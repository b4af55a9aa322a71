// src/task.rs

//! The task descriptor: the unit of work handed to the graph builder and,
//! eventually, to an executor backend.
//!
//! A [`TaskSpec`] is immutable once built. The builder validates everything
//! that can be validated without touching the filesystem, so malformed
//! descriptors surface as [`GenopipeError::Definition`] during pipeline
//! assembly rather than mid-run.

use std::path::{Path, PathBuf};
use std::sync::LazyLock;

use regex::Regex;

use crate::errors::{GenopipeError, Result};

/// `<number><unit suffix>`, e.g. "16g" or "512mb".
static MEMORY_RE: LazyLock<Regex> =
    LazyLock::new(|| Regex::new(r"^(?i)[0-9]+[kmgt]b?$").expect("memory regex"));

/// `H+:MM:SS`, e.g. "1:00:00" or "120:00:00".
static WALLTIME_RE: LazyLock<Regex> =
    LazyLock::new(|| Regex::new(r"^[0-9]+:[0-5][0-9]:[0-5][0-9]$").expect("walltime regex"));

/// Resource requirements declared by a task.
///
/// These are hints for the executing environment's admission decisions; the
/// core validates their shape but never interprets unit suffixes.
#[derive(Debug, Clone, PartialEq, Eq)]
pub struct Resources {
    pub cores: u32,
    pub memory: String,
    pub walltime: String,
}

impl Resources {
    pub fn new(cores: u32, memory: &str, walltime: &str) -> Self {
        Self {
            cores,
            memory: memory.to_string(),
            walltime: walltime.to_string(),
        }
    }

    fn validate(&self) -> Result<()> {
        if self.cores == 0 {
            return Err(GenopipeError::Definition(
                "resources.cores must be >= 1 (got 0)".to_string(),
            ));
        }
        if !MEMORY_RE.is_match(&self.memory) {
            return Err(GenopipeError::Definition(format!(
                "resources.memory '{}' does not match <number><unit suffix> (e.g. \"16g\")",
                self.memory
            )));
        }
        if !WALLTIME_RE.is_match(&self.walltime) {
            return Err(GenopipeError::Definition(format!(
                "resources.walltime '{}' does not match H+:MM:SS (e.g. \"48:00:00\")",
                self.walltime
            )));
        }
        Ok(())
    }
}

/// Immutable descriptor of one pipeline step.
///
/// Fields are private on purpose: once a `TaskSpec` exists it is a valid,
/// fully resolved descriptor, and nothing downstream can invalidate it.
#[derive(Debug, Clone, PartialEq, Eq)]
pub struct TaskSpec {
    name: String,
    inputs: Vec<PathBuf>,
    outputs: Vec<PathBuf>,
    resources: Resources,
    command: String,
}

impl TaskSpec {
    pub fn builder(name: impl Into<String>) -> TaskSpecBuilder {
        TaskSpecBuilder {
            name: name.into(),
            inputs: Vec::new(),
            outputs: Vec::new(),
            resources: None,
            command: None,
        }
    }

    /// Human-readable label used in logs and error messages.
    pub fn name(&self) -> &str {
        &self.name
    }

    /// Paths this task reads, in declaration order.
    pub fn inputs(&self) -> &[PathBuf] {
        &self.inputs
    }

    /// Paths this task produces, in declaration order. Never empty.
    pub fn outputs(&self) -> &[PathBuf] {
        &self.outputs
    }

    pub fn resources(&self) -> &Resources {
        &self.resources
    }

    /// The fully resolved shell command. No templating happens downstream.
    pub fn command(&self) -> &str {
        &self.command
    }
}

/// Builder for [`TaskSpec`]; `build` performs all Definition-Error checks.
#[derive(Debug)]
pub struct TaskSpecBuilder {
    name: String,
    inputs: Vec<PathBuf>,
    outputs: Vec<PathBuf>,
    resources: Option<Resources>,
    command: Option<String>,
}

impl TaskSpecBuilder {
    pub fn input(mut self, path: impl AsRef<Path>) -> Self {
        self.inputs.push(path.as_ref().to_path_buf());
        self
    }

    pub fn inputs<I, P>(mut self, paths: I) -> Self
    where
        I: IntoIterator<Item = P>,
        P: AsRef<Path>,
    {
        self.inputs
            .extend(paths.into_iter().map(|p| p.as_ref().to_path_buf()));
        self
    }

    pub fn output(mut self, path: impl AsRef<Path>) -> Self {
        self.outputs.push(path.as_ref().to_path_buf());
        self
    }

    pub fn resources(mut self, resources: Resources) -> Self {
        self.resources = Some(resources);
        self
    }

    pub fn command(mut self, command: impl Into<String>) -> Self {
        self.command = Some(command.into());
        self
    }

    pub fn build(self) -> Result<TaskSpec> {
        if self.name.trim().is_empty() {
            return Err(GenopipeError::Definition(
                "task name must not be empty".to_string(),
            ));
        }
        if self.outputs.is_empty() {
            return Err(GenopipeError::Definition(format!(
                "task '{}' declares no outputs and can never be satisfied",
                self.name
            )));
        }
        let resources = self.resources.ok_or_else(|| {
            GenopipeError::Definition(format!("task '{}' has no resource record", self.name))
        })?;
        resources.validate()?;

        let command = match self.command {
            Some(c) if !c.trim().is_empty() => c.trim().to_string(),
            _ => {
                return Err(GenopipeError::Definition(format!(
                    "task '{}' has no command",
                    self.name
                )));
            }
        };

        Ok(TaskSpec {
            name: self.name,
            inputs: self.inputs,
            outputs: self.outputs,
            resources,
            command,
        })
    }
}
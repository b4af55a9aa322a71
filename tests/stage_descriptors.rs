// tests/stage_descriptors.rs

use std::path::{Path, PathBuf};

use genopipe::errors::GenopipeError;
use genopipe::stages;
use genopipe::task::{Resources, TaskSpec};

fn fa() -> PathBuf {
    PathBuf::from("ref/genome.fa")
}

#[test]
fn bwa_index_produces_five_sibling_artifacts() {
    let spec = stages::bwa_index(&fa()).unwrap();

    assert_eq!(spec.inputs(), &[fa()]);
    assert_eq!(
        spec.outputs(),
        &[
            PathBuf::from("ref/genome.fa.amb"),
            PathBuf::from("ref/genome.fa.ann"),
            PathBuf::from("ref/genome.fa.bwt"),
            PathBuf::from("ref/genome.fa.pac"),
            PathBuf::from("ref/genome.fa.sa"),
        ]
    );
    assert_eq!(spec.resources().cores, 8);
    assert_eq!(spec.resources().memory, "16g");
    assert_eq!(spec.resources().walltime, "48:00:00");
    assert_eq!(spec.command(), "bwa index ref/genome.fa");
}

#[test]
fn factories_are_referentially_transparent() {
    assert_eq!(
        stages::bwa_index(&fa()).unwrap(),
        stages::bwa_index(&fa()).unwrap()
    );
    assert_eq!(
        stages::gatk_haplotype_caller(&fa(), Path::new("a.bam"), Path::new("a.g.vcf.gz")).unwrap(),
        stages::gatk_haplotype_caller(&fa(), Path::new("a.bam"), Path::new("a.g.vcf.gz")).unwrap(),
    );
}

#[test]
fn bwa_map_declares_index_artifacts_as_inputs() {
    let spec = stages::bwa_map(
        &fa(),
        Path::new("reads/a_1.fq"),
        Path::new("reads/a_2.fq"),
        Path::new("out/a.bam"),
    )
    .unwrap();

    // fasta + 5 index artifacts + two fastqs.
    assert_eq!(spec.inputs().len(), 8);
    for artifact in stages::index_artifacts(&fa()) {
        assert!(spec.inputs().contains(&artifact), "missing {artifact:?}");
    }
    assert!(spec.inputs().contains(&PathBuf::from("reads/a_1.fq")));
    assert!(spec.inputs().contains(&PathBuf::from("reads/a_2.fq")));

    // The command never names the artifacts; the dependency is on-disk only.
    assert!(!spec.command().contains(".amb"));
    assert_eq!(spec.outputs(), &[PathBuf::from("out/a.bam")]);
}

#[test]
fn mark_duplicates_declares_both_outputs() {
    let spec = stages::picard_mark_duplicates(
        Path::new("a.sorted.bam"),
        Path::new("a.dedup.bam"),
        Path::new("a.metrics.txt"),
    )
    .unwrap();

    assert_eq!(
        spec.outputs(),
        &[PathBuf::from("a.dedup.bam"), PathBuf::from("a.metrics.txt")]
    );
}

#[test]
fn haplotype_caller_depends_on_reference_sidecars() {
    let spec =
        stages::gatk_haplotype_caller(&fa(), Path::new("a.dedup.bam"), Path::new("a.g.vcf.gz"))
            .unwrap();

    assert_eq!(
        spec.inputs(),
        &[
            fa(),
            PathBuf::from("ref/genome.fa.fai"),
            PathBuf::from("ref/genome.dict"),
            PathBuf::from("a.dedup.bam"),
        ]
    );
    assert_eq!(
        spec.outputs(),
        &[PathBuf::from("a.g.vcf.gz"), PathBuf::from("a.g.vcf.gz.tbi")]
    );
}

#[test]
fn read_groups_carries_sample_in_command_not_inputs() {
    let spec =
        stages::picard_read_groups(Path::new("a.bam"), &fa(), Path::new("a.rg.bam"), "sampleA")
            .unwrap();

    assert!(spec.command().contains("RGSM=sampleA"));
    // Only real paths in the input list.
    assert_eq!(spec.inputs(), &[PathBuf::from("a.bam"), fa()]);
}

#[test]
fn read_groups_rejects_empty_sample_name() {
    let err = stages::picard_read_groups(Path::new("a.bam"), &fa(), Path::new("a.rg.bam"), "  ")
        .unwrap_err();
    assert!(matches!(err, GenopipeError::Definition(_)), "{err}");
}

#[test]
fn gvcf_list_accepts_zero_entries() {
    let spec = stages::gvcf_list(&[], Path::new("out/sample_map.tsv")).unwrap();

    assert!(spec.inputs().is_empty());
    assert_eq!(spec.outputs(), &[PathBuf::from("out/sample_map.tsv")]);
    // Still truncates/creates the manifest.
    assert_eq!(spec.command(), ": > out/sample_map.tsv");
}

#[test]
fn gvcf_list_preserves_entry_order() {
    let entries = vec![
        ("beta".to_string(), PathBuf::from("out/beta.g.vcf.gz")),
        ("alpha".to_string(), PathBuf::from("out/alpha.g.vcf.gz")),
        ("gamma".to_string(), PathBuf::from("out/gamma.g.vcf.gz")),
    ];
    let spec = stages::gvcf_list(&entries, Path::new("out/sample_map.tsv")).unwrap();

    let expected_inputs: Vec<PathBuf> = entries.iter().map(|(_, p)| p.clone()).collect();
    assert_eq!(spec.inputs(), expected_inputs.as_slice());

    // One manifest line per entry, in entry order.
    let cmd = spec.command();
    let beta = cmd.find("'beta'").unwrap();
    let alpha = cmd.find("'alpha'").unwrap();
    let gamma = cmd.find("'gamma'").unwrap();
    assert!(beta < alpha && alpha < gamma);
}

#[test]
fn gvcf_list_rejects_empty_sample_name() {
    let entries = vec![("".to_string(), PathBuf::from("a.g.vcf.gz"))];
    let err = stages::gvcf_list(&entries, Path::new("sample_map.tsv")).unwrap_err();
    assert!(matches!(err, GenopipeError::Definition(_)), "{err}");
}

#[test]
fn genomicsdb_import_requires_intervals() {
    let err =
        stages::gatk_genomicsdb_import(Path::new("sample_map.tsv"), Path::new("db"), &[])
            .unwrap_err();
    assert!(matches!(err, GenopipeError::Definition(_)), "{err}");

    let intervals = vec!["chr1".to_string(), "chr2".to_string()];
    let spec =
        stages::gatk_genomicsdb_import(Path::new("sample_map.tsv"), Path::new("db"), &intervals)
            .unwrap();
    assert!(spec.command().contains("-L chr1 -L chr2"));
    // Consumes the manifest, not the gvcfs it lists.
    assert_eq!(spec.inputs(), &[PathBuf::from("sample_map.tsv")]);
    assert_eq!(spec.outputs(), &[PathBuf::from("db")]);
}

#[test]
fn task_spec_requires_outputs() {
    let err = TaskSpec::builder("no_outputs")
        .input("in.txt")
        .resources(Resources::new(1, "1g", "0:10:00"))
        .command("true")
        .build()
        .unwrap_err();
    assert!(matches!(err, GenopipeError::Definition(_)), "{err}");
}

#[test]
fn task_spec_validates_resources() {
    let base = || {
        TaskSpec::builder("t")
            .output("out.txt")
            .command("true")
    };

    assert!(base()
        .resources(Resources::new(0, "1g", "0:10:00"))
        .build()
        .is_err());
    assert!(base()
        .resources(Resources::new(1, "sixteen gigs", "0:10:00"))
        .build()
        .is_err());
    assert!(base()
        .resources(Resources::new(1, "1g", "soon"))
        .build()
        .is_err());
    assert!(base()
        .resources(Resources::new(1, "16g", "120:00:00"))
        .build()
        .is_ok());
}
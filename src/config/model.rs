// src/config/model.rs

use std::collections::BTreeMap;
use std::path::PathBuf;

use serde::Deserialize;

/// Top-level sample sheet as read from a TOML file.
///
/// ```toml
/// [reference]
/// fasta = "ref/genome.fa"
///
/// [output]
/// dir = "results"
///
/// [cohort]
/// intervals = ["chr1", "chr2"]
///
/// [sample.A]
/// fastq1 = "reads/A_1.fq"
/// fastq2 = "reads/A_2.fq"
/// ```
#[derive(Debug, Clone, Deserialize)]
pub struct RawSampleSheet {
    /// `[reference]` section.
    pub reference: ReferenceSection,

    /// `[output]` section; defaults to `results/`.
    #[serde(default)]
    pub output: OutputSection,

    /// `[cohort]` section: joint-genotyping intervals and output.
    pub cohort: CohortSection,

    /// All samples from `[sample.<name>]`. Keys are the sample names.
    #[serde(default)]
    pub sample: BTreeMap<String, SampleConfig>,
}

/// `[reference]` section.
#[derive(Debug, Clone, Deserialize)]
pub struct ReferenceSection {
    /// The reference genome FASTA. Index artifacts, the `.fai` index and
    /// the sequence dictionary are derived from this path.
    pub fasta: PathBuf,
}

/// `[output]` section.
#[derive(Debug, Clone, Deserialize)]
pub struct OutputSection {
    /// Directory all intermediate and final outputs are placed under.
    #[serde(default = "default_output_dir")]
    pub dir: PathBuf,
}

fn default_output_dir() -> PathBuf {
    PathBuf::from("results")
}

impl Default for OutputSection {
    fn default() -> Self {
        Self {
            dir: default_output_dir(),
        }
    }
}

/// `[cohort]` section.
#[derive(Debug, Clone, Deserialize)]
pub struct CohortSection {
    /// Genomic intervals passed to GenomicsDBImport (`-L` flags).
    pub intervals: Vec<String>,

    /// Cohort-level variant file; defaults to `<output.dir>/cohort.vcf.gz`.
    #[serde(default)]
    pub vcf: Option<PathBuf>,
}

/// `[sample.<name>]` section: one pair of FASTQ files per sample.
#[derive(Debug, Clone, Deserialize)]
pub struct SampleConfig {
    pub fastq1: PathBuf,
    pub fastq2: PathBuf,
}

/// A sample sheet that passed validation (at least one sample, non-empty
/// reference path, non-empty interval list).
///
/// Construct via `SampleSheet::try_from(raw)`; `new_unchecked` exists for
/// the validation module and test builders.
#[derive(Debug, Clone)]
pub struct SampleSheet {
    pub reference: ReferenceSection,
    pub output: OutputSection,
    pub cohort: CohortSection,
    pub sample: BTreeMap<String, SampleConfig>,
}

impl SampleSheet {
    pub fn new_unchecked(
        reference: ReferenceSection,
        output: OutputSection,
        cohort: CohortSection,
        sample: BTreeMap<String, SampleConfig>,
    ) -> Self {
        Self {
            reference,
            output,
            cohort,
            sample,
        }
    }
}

▸ Work item
Scan the material above for "defaults". Copy every line where it appears.

▸ Solution
    /// `[output]` section; defaults to `results/`.
    /// Cohort-level variant file; defaults to `<output.dir>/cohort.vcf.gz`.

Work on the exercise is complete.